Homometallic FeIII4 and Heterometallic {FeIII4LnIII2} (Ln = Dy, Tb) Complexes – Syntheses, Structures, and Magnetic Properties

Abstract

AbstractThe sequential reaction of the multisite coordination ligand 2‐methoxy‐6‐{[2‐(2‐hydroxyethylamino)ethylimino]methyl}phenol (LH2) with Fe(ClO4)2·4H2O or a combination of Fe(ClO4)2·4H2O and Ln(NO3)3·5H2O [DyIII and TbIII] in the presence of tetramethylammonium hydroxide and pivalic acid (pivH) under ambient conditions afforded a homometallic tetranuclear FeIII complex and heterometallic hexanuclear FeIII/LnIII complexes, namely, [Fe4(μ3‐O)2(L)4]·3CH3CN·2CH3OH (1), [Fe4Dy2(μ3‐O)2(L)2(O2CCMe3)10(MeOH)]·2CH3CN (2), and [Fe4Tb2(μ3‐O)2(L)2(O2CCMe3)10(HO2CCMe3)]·H2O (3).
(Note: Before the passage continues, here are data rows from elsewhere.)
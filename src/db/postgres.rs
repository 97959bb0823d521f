//! PostgreSQL engine over an sqlx pool.

use std::collections::BTreeSet;

use async_trait::async_trait;
use chrono::{DateTime, Utc};
use sqlx::{FromRow, PgPool, Postgres, Transaction};

use super::Store;
use crate::errors::AppError;
use crate::models::label::{Label, LabelChanges, NewLabel};
use crate::models::pagination::Pagination;
use crate::models::task::{NewTask, Task, TaskChanges, TaskFilter};
use crate::models::task_status::{NewTaskStatus, TaskStatus, TaskStatusChanges};
use crate::models::user::{NewUser, User, UserChanges};

const TASK_SELECT: &str = "SELECT t.id, t.task_index, t.name, t.description, t.status_id, \
     s.slug AS status_slug, t.assignee_id, \
     ARRAY(SELECT tl.label_id FROM task_labels tl WHERE tl.task_id = t.id ORDER BY tl.label_id) AS label_ids, \
     t.created_at \
     FROM tasks t JOIN task_statuses s ON s.id = t.status_id";

#[derive(Debug, FromRow)]
struct TaskRow {
    id: i64,
    task_index: Option<i32>,
    name: String,
    description: Option<String>,
    status_id: i64,
    status_slug: String,
    assignee_id: Option<i64>,
    label_ids: Vec<i64>,
    created_at: DateTime<Utc>,
}

impl From<TaskRow> for Task {
    fn from(row: TaskRow) -> Self {
        Self {
            id: row.id,
            index: row.task_index,
            name: row.name,
            description: row.description,
            status_id: row.status_id,
            status_slug: row.status_slug,
            assignee_id: row.assignee_id,
            label_ids: row.label_ids.into_iter().collect(),
            created_at: row.created_at,
        }
    }
}

/// Translate constraint violations on insert/update.
fn write_error(e: sqlx::Error, entity: &str) -> AppError {
    match e {
        sqlx::Error::Database(ref db_err) if db_err.is_unique_violation() => {
            AppError::Conflict(format!("{entity} already exists"))
        }
        sqlx::Error::Database(ref db_err) if db_err.is_foreign_key_violation() => {
            AppError::NotFound(format!(
                "Referenced record not found ({})",
                db_err.constraint().unwrap_or("foreign key")
            ))
        }
        other => AppError::Database(other),
    }
}

/// Translate a restrict-on-delete violation.
fn delete_error(e: sqlx::Error, entity: &str, id: i64) -> AppError {
    match e {
        sqlx::Error::Database(ref db_err) if db_err.is_foreign_key_violation() => {
            AppError::InUse(format!("{entity} {id} is referenced by a task and cannot be deleted"))
        }
        other => AppError::Database(other),
    }
}

/// `ILIKE` pattern matching `needle` anywhere, with wildcards escaped.
fn contains_pattern(needle: &str) -> String {
    let escaped = needle
        .replace('\\', "\\\\")
        .replace('%', "\\%")
        .replace('_', "\\_");
    format!("%{escaped}%")
}

fn filter_clause(filter: &TaskFilter) -> String {
    let mut conditions: Vec<String> = Vec::new();
    let mut param_index = 0u32;

    if filter.title_cont.is_some() {
        param_index += 1;
        conditions.push(format!("t.name ILIKE ${param_index}"));
    }
    if filter.assignee_id.is_some() {
        param_index += 1;
        conditions.push(format!("t.assignee_id = ${param_index}"));
    }
    if filter.status.is_some() {
        param_index += 1;
        conditions.push(format!("s.slug = ${param_index}"));
    }
    if filter.label_id.is_some() {
        param_index += 1;
        conditions.push(format!(
            "EXISTS (SELECT 1 FROM task_labels f WHERE f.task_id = t.id AND f.label_id = ${param_index})"
        ));
    }

    if conditions.is_empty() {
        String::new()
    } else {
        format!("WHERE {}", conditions.join(" AND "))
    }
}

async fn replace_labels(
    tx: &mut Transaction<'_, Postgres>,
    task_id: i64,
    label_ids: &BTreeSet<i64>,
) -> Result<(), AppError> {
    sqlx::query("DELETE FROM task_labels WHERE task_id = $1")
        .bind(task_id)
        .execute(&mut **tx)
        .await?;
    if label_ids.is_empty() {
        return Ok(());
    }
    let ids: Vec<i64> = label_ids.iter().copied().collect();
    sqlx::query("INSERT INTO task_labels (task_id, label_id) SELECT $1, UNNEST($2::BIGINT[])")
        .bind(task_id)
        .bind(&ids)
        .execute(&mut **tx)
        .await
        .map_err(|e| write_error(e, "Task label"))?;
    Ok(())
}

async fn fetch_task(
    tx: &mut Transaction<'_, Postgres>,
    id: i64,
) -> Result<Option<Task>, AppError> {
    let row = sqlx::query_as::<_, TaskRow>(&format!("{TASK_SELECT} WHERE t.id = $1"))
        .bind(id)
        .fetch_optional(&mut **tx)
        .await?;
    Ok(row.map(Task::from))
}

#[derive(Debug, Clone)]
pub struct PgStore {
    pool: PgPool,
}

impl PgStore {
    pub fn new(pool: PgPool) -> Self {
        Self { pool }
    }
}

#[async_trait]
impl Store for PgStore {
    async fn ping(&self) -> Result<(), AppError> {
        sqlx::query("SELECT 1").execute(&self.pool).await?;
        Ok(())
    }

    async fn insert_user(&self, user: NewUser) -> Result<User, AppError> {
        sqlx::query_as::<_, User>(
            "INSERT INTO users (email, first_name, last_name, password_hash, is_admin) \
             VALUES ($1, $2, $3, $4, $5) RETURNING *",
        )
        .bind(&user.email)
        .bind(&user.first_name)
        .bind(&user.last_name)
        .bind(&user.password_hash)
        .bind(user.is_admin)
        .fetch_one(&self.pool)
        .await
        .map_err(|e| write_error(e, &format!("User with email '{}'", user.email)))
    }

    async fn list_users(&self) -> Result<Vec<User>, AppError> {
        let users = sqlx::query_as::<_, User>("SELECT * FROM users ORDER BY id")
            .fetch_all(&self.pool)
            .await?;
        Ok(users)
    }

    async fn find_user(&self, id: i64) -> Result<Option<User>, AppError> {
        let user = sqlx::query_as::<_, User>("SELECT * FROM users WHERE id = $1")
            .bind(id)
            .fetch_optional(&self.pool)
            .await?;
        Ok(user)
    }

    async fn find_user_by_email(&self, email: &str) -> Result<Option<User>, AppError> {
        let user = sqlx::query_as::<_, User>("SELECT * FROM users WHERE LOWER(email) = LOWER($1)")
            .bind(email)
            .fetch_optional(&self.pool)
            .await?;
        Ok(user)
    }

    async fn update_user(&self, id: i64, changes: UserChanges) -> Result<Option<User>, AppError> {
        // Nullable columns take a (touched, value) pair so an explicit null clears them.
        sqlx::query_as::<_, User>(
            "UPDATE users SET \
                email = COALESCE($2, email), \
                first_name = CASE WHEN $3 THEN $4 ELSE first_name END, \
                last_name = CASE WHEN $5 THEN $6 ELSE last_name END, \
                password_hash = COALESCE($7, password_hash), \
                updated_at = NOW() \
             WHERE id = $1 RETURNING *",
        )
        .bind(id)
        .bind(&changes.email)
        .bind(!changes.first_name.is_absent())
        .bind(changes.first_name.value())
        .bind(!changes.last_name.is_absent())
        .bind(changes.last_name.value())
        .bind(&changes.password_hash)
        .fetch_optional(&self.pool)
        .await
        .map_err(|e| write_error(e, "User with this email"))
    }

    async fn delete_user(&self, id: i64) -> Result<bool, AppError> {
        let result = sqlx::query("DELETE FROM users WHERE id = $1")
            .bind(id)
            .execute(&self.pool)
            .await
            .map_err(|e| delete_error(e, "User", id))?;
        Ok(result.rows_affected() > 0)
    }

    async fn insert_status(&self, status: NewTaskStatus) -> Result<TaskStatus, AppError> {
        sqlx::query_as::<_, TaskStatus>(
            "INSERT INTO task_statuses (name, slug) VALUES ($1, $2) RETURNING *",
        )
        .bind(&status.name)
        .bind(&status.slug)
        .fetch_one(&self.pool)
        .await
        .map_err(|e| write_error(e, "Task status with this name or slug"))
    }

    async fn list_statuses(&self) -> Result<Vec<TaskStatus>, AppError> {
        let statuses = sqlx::query_as::<_, TaskStatus>("SELECT * FROM task_statuses ORDER BY id")
            .fetch_all(&self.pool)
            .await?;
        Ok(statuses)
    }

    async fn find_status(&self, id: i64) -> Result<Option<TaskStatus>, AppError> {
        let status = sqlx::query_as::<_, TaskStatus>("SELECT * FROM task_statuses WHERE id = $1")
            .bind(id)
            .fetch_optional(&self.pool)
            .await?;
        Ok(status)
    }

    async fn find_status_by_slug(&self, slug: &str) -> Result<Option<TaskStatus>, AppError> {
        let status =
            sqlx::query_as::<_, TaskStatus>("SELECT * FROM task_statuses WHERE slug = $1")
                .bind(slug)
                .fetch_optional(&self.pool)
                .await?;
        Ok(status)
    }

    async fn update_status(
        &self,
        id: i64,
        changes: TaskStatusChanges,
    ) -> Result<Option<TaskStatus>, AppError> {
        sqlx::query_as::<_, TaskStatus>(
            "UPDATE task_statuses SET \
                name = COALESCE($2, name), \
                slug = COALESCE($3, slug) \
             WHERE id = $1 RETURNING *",
        )
        .bind(id)
        .bind(&changes.name)
        .bind(&changes.slug)
        .fetch_optional(&self.pool)
        .await
        .map_err(|e| write_error(e, "Task status with this name or slug"))
    }

    async fn delete_status(&self, id: i64) -> Result<bool, AppError> {
        let result = sqlx::query("DELETE FROM task_statuses WHERE id = $1")
            .bind(id)
            .execute(&self.pool)
            .await
            .map_err(|e| delete_error(e, "Task status", id))?;
        Ok(result.rows_affected() > 0)
    }

    async fn insert_label(&self, label: NewLabel) -> Result<Label, AppError> {
        sqlx::query_as::<_, Label>("INSERT INTO labels (name) VALUES ($1) RETURNING *")
            .bind(&label.name)
            .fetch_one(&self.pool)
            .await
            .map_err(|e| write_error(e, &format!("Label with name '{}'", label.name)))
    }

    async fn list_labels(&self) -> Result<Vec<Label>, AppError> {
        let labels = sqlx::query_as::<_, Label>("SELECT * FROM labels ORDER BY id")
            .fetch_all(&self.pool)
            .await?;
        Ok(labels)
    }

    async fn find_label(&self, id: i64) -> Result<Option<Label>, AppError> {
        let label = sqlx::query_as::<_, Label>("SELECT * FROM labels WHERE id = $1")
            .bind(id)
            .fetch_optional(&self.pool)
            .await?;
        Ok(label)
    }

    async fn find_label_by_name(&self, name: &str) -> Result<Option<Label>, AppError> {
        let label = sqlx::query_as::<_, Label>("SELECT * FROM labels WHERE name = $1")
            .bind(name)
            .fetch_optional(&self.pool)
            .await?;
        Ok(label)
    }

    async fn update_label(&self, id: i64, changes: LabelChanges) -> Result<Option<Label>, AppError> {
        sqlx::query_as::<_, Label>(
            "UPDATE labels SET name = COALESCE($2, name) WHERE id = $1 RETURNING *",
        )
        .bind(id)
        .bind(&changes.name)
        .fetch_optional(&self.pool)
        .await
        .map_err(|e| write_error(e, "Label with this name"))
    }

    async fn delete_label(&self, id: i64) -> Result<bool, AppError> {
        let result = sqlx::query("DELETE FROM labels WHERE id = $1")
            .bind(id)
            .execute(&self.pool)
            .await
            .map_err(|e| delete_error(e, "Label", id))?;
        Ok(result.rows_affected() > 0)
    }

    async fn insert_task(&self, task: NewTask) -> Result<Task, AppError> {
        let mut tx = self.pool.begin().await?;

        let id: i64 = sqlx::query_scalar(
            "INSERT INTO tasks (task_index, name, description, status_id, assignee_id) \
             VALUES ($1, $2, $3, $4, $5) RETURNING id",
        )
        .bind(task.index)
        .bind(&task.name)
        .bind(&task.description)
        .bind(task.status_id)
        .bind(task.assignee_id)
        .fetch_one(&mut *tx)
        .await
        .map_err(|e| write_error(e, "Task"))?;

        replace_labels(&mut tx, id, &task.label_ids).await?;
        let created = fetch_task(&mut tx, id)
            .await?
            .ok_or_else(|| AppError::Internal(format!("Task {id} vanished after insert")))?;

        tx.commit().await?;
        Ok(created)
    }

    async fn list_tasks(
        &self,
        filter: &TaskFilter,
        pagination: &Pagination,
    ) -> Result<(Vec<Task>, i64), AppError> {
        let where_clause = filter_clause(filter);
        let count_sql = format!(
            "SELECT COUNT(*) FROM tasks t JOIN task_statuses s ON s.id = t.status_id {where_clause}"
        );
        let data_sql = format!(
            "{TASK_SELECT} {where_clause} ORDER BY t.id ASC LIMIT {} OFFSET {}",
            pagination.limit(),
            pagination.offset()
        );

        let mut count_query = sqlx::query_scalar::<_, i64>(&count_sql);
        let mut data_query = sqlx::query_as::<_, TaskRow>(&data_sql);

        macro_rules! bind_both {
            ($val:expr) => {
                count_query = count_query.bind($val);
                data_query = data_query.bind($val);
            };
        }

        if let Some(ref title) = filter.title_cont {
            let pattern = contains_pattern(title);
            bind_both!(pattern.clone());
        }
        if let Some(assignee) = filter.assignee_id {
            bind_both!(assignee);
        }
        if let Some(ref slug) = filter.status {
            bind_both!(slug.clone());
        }
        if let Some(label) = filter.label_id {
            bind_both!(label);
        }

        let total = count_query.fetch_one(&self.pool).await?;
        let rows = data_query.fetch_all(&self.pool).await?;
        Ok((rows.into_iter().map(Task::from).collect(), total))
    }

    async fn find_task(&self, id: i64) -> Result<Option<Task>, AppError> {
        let row = sqlx::query_as::<_, TaskRow>(&format!("{TASK_SELECT} WHERE t.id = $1"))
            .bind(id)
            .fetch_optional(&self.pool)
            .await?;
        Ok(row.map(Task::from))
    }

    async fn update_task(&self, id: i64, changes: TaskChanges) -> Result<Option<Task>, AppError> {
        let mut tx = self.pool.begin().await?;

        let result = sqlx::query(
            "UPDATE tasks SET \
                task_index = CASE WHEN $2 THEN $3 ELSE task_index END, \
                name = COALESCE($4, name), \
                description = CASE WHEN $5 THEN $6 ELSE description END, \
                status_id = COALESCE($7, status_id), \
                assignee_id = CASE WHEN $8 THEN $9 ELSE assignee_id END \
             WHERE id = $1",
        )
        .bind(id)
        .bind(!changes.index.is_absent())
        .bind(changes.index.value().copied())
        .bind(&changes.name)
        .bind(!changes.description.is_absent())
        .bind(changes.description.value())
        .bind(changes.status_id)
        .bind(!changes.assignee_id.is_absent())
        .bind(changes.assignee_id.value().copied())
        .execute(&mut *tx)
        .await
        .map_err(|e| write_error(e, "Task"))?;

        if result.rows_affected() == 0 {
            return Ok(None);
        }

        if !changes.label_ids.is_absent() {
            let ids = changes.label_ids.value().cloned().unwrap_or_default();
            replace_labels(&mut tx, id, &ids).await?;
        }

        let updated = fetch_task(&mut tx, id).await?;
        tx.commit().await?;
        Ok(updated)
    }

    async fn delete_task(&self, id: i64) -> Result<bool, AppError> {
        let result = sqlx::query("DELETE FROM tasks WHERE id = $1")
            .bind(id)
            .execute(&self.pool)
            .await?;
        Ok(result.rows_affected() > 0)
    }
}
Compounds 1–3 crystallize in the monoclinic system in space group P21/n (Z = 4). The homometallic tetranuclear derivative 1 possesses three contiguous four‐membered Fe2O2 rings in a ladderlike configuration. Each of the iron centers is hexacoordinate (2N, 4O) in a distorted octahedral geometry. On the other hand, 2 and 3 contain two symmetrically related Fe2Ln units that are joined to each other through oxygen atoms from the ethoxide side arms of the ligand L2–; the two lanthanide ions are located at the opposite ends of the hexanuclear core. In 2 and 3, the lanthanide centers are eight‐ (distorted trigonal dodecahedron) and nine‐coordinate (distorted monocapped square antiprism), respectively, and the iron centers are hexacoordinate (distorted octahedral). Magnetic studies on 2 and 3 reveal the presence of weak antiferromagnetic coupling between the FeIII and LnIII ions.